ETFs to consider as inflation erodes cash’s real value

May 2nd, 2017 | By | Category: Alternatives / Multi-Asset

Seventy percent of financial advisers predict that an increasing number of clients will switch some of their capital out of cash and into other asset classes in response to rising inflation. That’s according to a study of 108 UK-based financial advisers commissioned by Investec Wealth & Investment.

ETFs to consider as inflation erodes cash’s real value

Seven in ten (70%) financial advisers predict an increasing number of clients will switch some of their capital out of cash and into other asset classes in response to rising inflation.

CPI inflation has risen sharply over the last year from 0.3% to 2.3% in the year ended February 2017. In contrast, since June 2016 and the Brexit vote, average cash ISA rates have halved from 0.87% to 0.43%.

With inflation eroding the future real value of investors’ cash savings, almost two thirds (64%) of advisers surveyed believe clients will begin to alter their perceptions of cash as a ‘safe haven’ asset.

Mark Stevens, head of intermediary services at Investec, said: “Whilst interest rates had remained at historic lows for eight consecutive years alongside negligible rates of inflation, cash has retained its reputation as a safe if rather unexciting asset class. However, with inflation rising significantly in recent months, many advisers believe their clients’ patience with cash will start to wear thin as they see their deposits shrinking in real terms.”

The findings suggest investors may begin shifting some cash assets further up the risk spectrum in an attempt to avoid negative real returns. Potential asset classes for consideration include inflation-linked government bonds, short-duration corporate bonds and hard assets such as commodities, exposure to which can be gained via exchange-traded funds (ETFs).
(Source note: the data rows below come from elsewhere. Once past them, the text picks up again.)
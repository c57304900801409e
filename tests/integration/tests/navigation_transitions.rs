//! View transition gating and root class cleanup
//!
//! A navigation animates only on a wide viewport whose platform supports
//! view transitions, and only when a non-empty class is requested. Once
//! started, the class is removed from the document root on every outcome:
//! finished, rejected, refused, skipped, or dropped mid-flight.

use futures::FutureExt;
use gutenberg_integration_tests::{
	RecordingPlatform, RefusingHistory, SITE_EDITOR_URL, TransitionScript,
};
use gutenberg_router::{
	History, LocationStore, MemoryHistory, NavigationOptions, Navigator, RouterConfig,
	RouterError, TransitionPlatform,
};
use rstest::rstest;
use std::sync::Arc;

const CLASS: &str = "canvas-mode-edit-transition";

fn navigator_with(
	history: Arc<dyn History>,
	platform: Arc<RecordingPlatform>,
) -> (Navigator, Arc<LocationStore>) {
	let store = Arc::new(LocationStore::new(history));
	let navigator = Navigator::with_platform(
		Arc::clone(&store),
		Arc::new(RouterConfig::default()),
		platform as Arc<dyn TransitionPlatform>,
	);
	(navigator, store)
}

fn navigator(platform: Arc<RecordingPlatform>) -> (Navigator, Arc<LocationStore>) {
	navigator_with(Arc::new(MemoryHistory::new(SITE_EDITOR_URL)), platform)
}

fn animated() -> NavigationOptions {
	NavigationOptions::default().with_transition(CLASS)
}

fn current_path(store: &LocationStore) -> Option<String> {
	store.get_snapshot().query.get("p").cloned()
}

// ============================================================================
// Gating
// ============================================================================

#[rstest]
#[case::narrow_viewport(RecordingPlatform::new(781, true, TransitionScript::Finish), Some(CLASS))]
#[case::unsupported(RecordingPlatform::new(1280, false, TransitionScript::Finish), Some(CLASS))]
#[case::empty_class(RecordingPlatform::wide(), Some(""))]
#[case::no_class(RecordingPlatform::wide(), None)]
#[tokio::test]
async fn test_plain_navigation_when_gate_closed(
	#[case] platform: RecordingPlatform,
	#[case] class: Option<&str>,
) {
	// Arrange
	let platform = Arc::new(platform);
	let (navigator, store) = navigator(Arc::clone(&platform));
	let options = NavigationOptions {
		transition: class.map(str::to_string),
		state: None,
	};

	// Act
	navigator.navigate("/page", options).await.unwrap();

	// Assert
	assert!(platform.events().is_empty());
	assert_eq!(current_path(&store).as_deref(), Some("/page"));
}

#[rstest]
#[tokio::test]
async fn test_breakpoint_is_inclusive() {
	let platform = Arc::new(RecordingPlatform::new(782, true, TransitionScript::Finish));
	let (navigator, _store) = navigator(Arc::clone(&platform));

	navigator.navigate("/page", animated()).await.unwrap();

	assert!(platform.events().contains(&"start".to_string()));
}

#[rstest]
#[tokio::test]
async fn test_configured_breakpoint() {
	// Arrange
	let platform = Arc::new(RecordingPlatform::new(900, true, TransitionScript::Finish));
	let store = Arc::new(LocationStore::new(Arc::new(MemoryHistory::new(SITE_EDITOR_URL))));
	let navigator = Navigator::with_platform(
		store,
		Arc::new(RouterConfig::default().with_wide_viewport_min_width(1024)),
		Arc::clone(&platform) as Arc<dyn TransitionPlatform>,
	);

	// Act
	navigator.navigate("/page", animated()).await.unwrap();

	// Assert
	assert!(platform.events().is_empty());
}

// ============================================================================
// Transition lifecycle
// ============================================================================

#[rstest]
#[tokio::test]
async fn test_push_runs_inside_transition_with_class() {
	// Arrange
	let platform = Arc::new(RecordingPlatform::wide());
	let (navigator, store) = navigator(Arc::clone(&platform));

	// Act
	navigator.navigate("/styles", animated()).await.unwrap();

	// Assert
	assert_eq!(
		platform.events(),
		vec![
			format!("add:{}", CLASS),
			"start".to_string(),
			format!("update:{}", CLASS),
			format!("remove:{}", CLASS),
		]
	);
	assert!(platform.root_classes().is_empty());
	assert_eq!(current_path(&store).as_deref(), Some("/styles"));
}

#[rstest]
#[tokio::test]
async fn test_class_removed_when_finished_rejects() {
	// Arrange
	let platform = Arc::new(
		RecordingPlatform::wide().with_script(TransitionScript::Reject("AbortError".to_string())),
	);
	let (navigator, store) = navigator(Arc::clone(&platform));

	// Act
	let result = navigator.navigate("/template", animated()).await;

	// Assert
	assert!(result.is_ok());
	assert!(platform.root_classes().is_empty());
	assert_eq!(platform.events().last(), Some(&format!("remove:{}", CLASS)));
	assert_eq!(current_path(&store).as_deref(), Some("/template"));
}

#[rstest]
#[tokio::test]
async fn test_refused_transition_falls_back_to_plain_push() {
	let platform =
		Arc::new(RecordingPlatform::wide().with_script(TransitionScript::RefuseToStart));
	let (navigator, store) = navigator(Arc::clone(&platform));

	navigator.navigate("/page/12", animated()).await.unwrap();

	assert!(platform.root_classes().is_empty());
	assert_eq!(current_path(&store).as_deref(), Some("/page/12"));
}

#[rstest]
#[tokio::test]
async fn test_skipped_update_still_commits() {
	let platform = Arc::new(RecordingPlatform::wide().with_script(TransitionScript::SkipUpdate));
	let (navigator, store) = navigator(Arc::clone(&platform));

	navigator.navigate("/page", animated()).await.unwrap();

	assert!(!platform.events().iter().any(|event| event.starts_with("update:")));
	assert!(platform.root_classes().is_empty());
	assert_eq!(current_path(&store).as_deref(), Some("/page"));
}

#[rstest]
fn test_class_removed_when_navigation_dropped() {
	// Arrange
	let platform = Arc::new(RecordingPlatform::wide().with_script(TransitionScript::Hang));
	let (navigator, store) = navigator(Arc::clone(&platform));

	// Act: poll once, then drop the pending navigation
	let outcome = navigator.navigate("/page", animated()).now_or_never();

	// Assert
	assert!(outcome.is_none());
	assert!(platform.root_classes().is_empty());
	assert_eq!(current_path(&store).as_deref(), Some("/page"));
}

// ============================================================================
// Push failures
// ============================================================================

#[rstest]
#[case::plain(NavigationOptions::default())]
#[case::animated(animated())]
#[tokio::test]
async fn test_push_failure_propagates(#[case] options: NavigationOptions) {
	// Arrange
	let platform = Arc::new(RecordingPlatform::wide());
	let (navigator, store) = navigator_with(
		Arc::new(RefusingHistory::new(SITE_EDITOR_URL)),
		Arc::clone(&platform),
	);

	// Act
	let result = navigator.navigate("/page", options).await;

	// Assert
	assert_eq!(
		result,
		Err(RouterError::NavigationFailed("SecurityError".to_string()))
	);
	assert!(platform.root_classes().is_empty());
	assert_eq!(current_path(&store), None);
}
Inflation-linked bond ETFs provide investors with an inflation hedge as the principal of these issues increases with inflation and decreases with deflation, as measured by the Consumer Price Index. When the bond matures, investors are paid the adjusted principal or original principal, whichever is greater. The bonds pay interest twice a year, at a fixed rate. The rate is applied to the adjusted principal; so, like the principal, interest payments rise with inflation and fall with deflation.

Potential plays in this space include the £1.0 billion AUM iShares £ Index-Linked Gilts UCITS ETF (LON: INXG) or the Lyxor FTSE Actuaries UK Gilts Inflation-Linked UCITS ETF (LON: GILI) which, with a total expense ratio of 0.07% is cheaper than the 0.25% charged by iShares, but has much less assets at £187m.
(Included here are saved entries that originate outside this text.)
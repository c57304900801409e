//! Error types for route pattern compilation.

use thiserror::Error;

/// Errors that can occur while compiling a route pattern.
///
/// A route table treats every one of these as "this pattern never
/// matches"; the error is only surfaced to callers that register patterns
/// directly through [`RouteTable::add`](crate::RouteTable::add).
#[derive(Debug, Clone, PartialEq, Eq, Error)]
pub enum PatternError {
	/// The pattern string exceeds the maximum allowed length.
	#[error("pattern length {length} exceeds maximum allowed length of {max} bytes")]
	TooLong {
		/// Length of the rejected pattern in bytes.
		length: usize,
		/// Maximum allowed length in bytes.
		max: usize,
	},

	/// The pattern has more path segments than allowed.
	#[error("pattern has {count} path segments, exceeding maximum of {max}")]
	TooManySegments {
		/// Number of segments in the rejected pattern.
		count: usize,
		/// Maximum allowed number of segments.
		max: usize,
	},

	/// A `:` or `*` marker is not followed by a parameter name.
	#[error("empty parameter name in pattern '{0}'")]
	EmptyParameterName(String),

	/// The same parameter name appears twice in one pattern.
	#[error("duplicate parameter '{name}' in pattern '{pattern}'")]
	DuplicateParameter {
		/// The repeated parameter name.
		name: String,
		/// The pattern it was found in.
		pattern: String,
	},

	/// The compiled regular expression was rejected.
	#[error("failed to compile pattern regex: {0}")]
	InvalidRegex(String),
}

impl From<regex::Error> for PatternError {
	fn from(err: regex::Error) -> Self {
		Self::InvalidRegex(err.to_string())
	}
}
//! Static router configuration.

use crate::settings::{
	DEFAULT_MATCH_CACHE_CAPACITY, DEFAULT_PATH_KEY, DEFAULT_WIDE_VIEWPORT_MIN_WIDTH,
	RouterSettings,
};
use gutenberg_urls::{Query, serialize_query, split_path_and_query};
use std::fmt;
use std::sync::Arc;

/// Where a navigation is going, before it becomes a query string.
#[derive(Debug, Clone, PartialEq, Eq)]
pub struct NavigationTarget {
	/// Route path, e.g. `/post/7`.
	pub path: String,
	/// Sibling query entries.
	pub query: Query,
}

impl NavigationTarget {
	/// Splits a raw path such as `/pages?postType=page`.
	pub fn parse(raw: &str) -> Self {
		let split = split_path_and_query(raw);
		Self {
			path: split.path,
			query: split.query,
		}
	}

	/// Builds the full document query: the path under `path_key` first,
	/// then the sibling entries.
	///
	/// A sibling entry named `path_key` overrides the path.
	pub fn to_query(&self, path_key: &str) -> Query {
		let mut query = Query::with_capacity(self.query.len() + 1);
		query.insert(path_key.to_string(), self.path.clone());
		for (key, value) in &self.query {
			query.insert(key.clone(), value.clone());
		}
		query
	}

	/// Serializes [`to_query`](Self::to_query) without the leading `?`.
	pub fn to_search(&self, path_key: &str) -> String {
		serialize_query(&self.to_query(path_key))
	}
}

/// Hook applied to every navigation target before it is committed.
///
/// Hosts use it to carry cross-cutting query entries (a preview flag, a
/// locale) across navigations. It must always return a usable target.
pub type BeforeNavigate = Arc<dyn Fn(NavigationTarget) -> NavigationTarget + Send + Sync>;

/// Configuration shared by everything under one router root.
#[derive(Clone)]
pub struct RouterConfig {
	/// Reserved query key holding the route path.
	pub path_key: String,
	/// Optional navigation interceptor.
	pub before_navigate: Option<BeforeNavigate>,
	/// Minimum viewport width for animated navigations.
	pub wide_viewport_min_width: u32,
	/// Number of resolved matches kept by the matcher.
	pub match_cache_capacity: usize,
}

impl fmt::Debug for RouterConfig {
	fn fmt(&self, f: &mut fmt::Formatter<'_>) -> fmt::Result {
		f.debug_struct("RouterConfig")
			.field("path_key", &self.path_key)
			.field("before_navigate", &self.before_navigate.is_some())
			.field("wide_viewport_min_width", &self.wide_viewport_min_width)
			.field("match_cache_capacity", &self.match_cache_capacity)
			.finish()
	}
}

impl Default for RouterConfig {
	fn default() -> Self {
		Self {
			path_key: DEFAULT_PATH_KEY.to_string(),
			before_navigate: None,
			wide_viewport_min_width: DEFAULT_WIDE_VIEWPORT_MIN_WIDTH,
			match_cache_capacity: DEFAULT_MATCH_CACHE_CAPACITY,
		}
	}
}

impl RouterConfig {
	/// Takes the data fields from `settings`, without a hook.
	pub fn from_settings(settings: &RouterSettings) -> Self {
		Self {
			path_key: settings.path_key.clone(),
			before_navigate: None,
			wide_viewport_min_width: settings.wide_viewport_min_width,
			match_cache_capacity: settings.match_cache_capacity,
		}
	}

	/// Sets the query key that carries the route path.
	pub fn with_path_key(mut self, path_key: impl Into<String>) -> Self {
		self.path_key = path_key.into();
		self
	}

	/// Installs the navigation interceptor.
	pub fn with_before_navigate<F>(mut self, hook: F) -> Self
	where
		F: Fn(NavigationTarget) -> NavigationTarget + Send + Sync + 'static,
	{
		self.before_navigate = Some(Arc::new(hook));
		self
	}

	/// Sets the narrowest viewport, in CSS pixels, that animates navigations.
	pub fn with_wide_viewport_min_width(mut self, width: u32) -> Self {
		self.wide_viewport_min_width = width;
		self
	}

	/// Splits `raw` and runs it through the interceptor, if any.
	pub fn resolve_target(&self, raw: &str) -> NavigationTarget {
		let target = NavigationTarget::parse(raw);
		match &self.before_navigate {
			Some(hook) => hook(target),
			None => target,
		}
	}
}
Investors may also wish to consider short-duration investment grade corporate bonds which offer a premium for taking on the credit risk associated with corporate debt. By investing in shorter maturity bonds, however, the investor remains relatively unexposed to duration risk – an increasingly important consideration as central banks look to normalise rates in the future.

The iShares £ Corp Bond 0-5yr UCITS ETF (LON: IS15) tracks sterling-denominated investment grade corporate bonds with a remaining maturity of less than five years. The effective duration of the portfolio is 2.4 years and the largest credit quality exposure is to bonds on the cusp of speculative grade, rated ‘BBB’ (53.4%). This allows the investor to earn a reasonable credit risk premium without straying into the junk bond territory. The fund has £1.3bn in AUM and a TER of 0.20%.

Another option is the SPDR Barclays 0-5 Year Sterling Corporate Bond UCITS ETF (LON: SUKC) which has similar characteristics – an effective duration of 2.3 years and significant exposure to bonds rated ‘BBB’ (54.3%). It has £84m in AUM and a TER of 0.20%.

Commodities, especially hard commodities (those which can be stored), have historically provided a good hedge against inflation. Commodities in general may also be used to diversify portfolios.

ETF Securities offers the ETFS Ex-Agriculture and Livestock ETC (LON: XFRM) which has $102m in AUM and a TER of 0.49%. The ETC tracks the futures price performance of a range of storable commodities including gold (18.9%), copper (12.6%), natural gas (11.8%), Brent crude (11.5%), and WTI crude (10.4%).

An alternative is the UBS CMCI ex-Agriculture UCITS ETF (LON: CXAU) which has $179m in AUM and a TER of 0.37%. Top exposures include aluminium (13.3%), copper (12.9%), Brent crude (11.0%), light crude (10.1%) and gold (8.4%).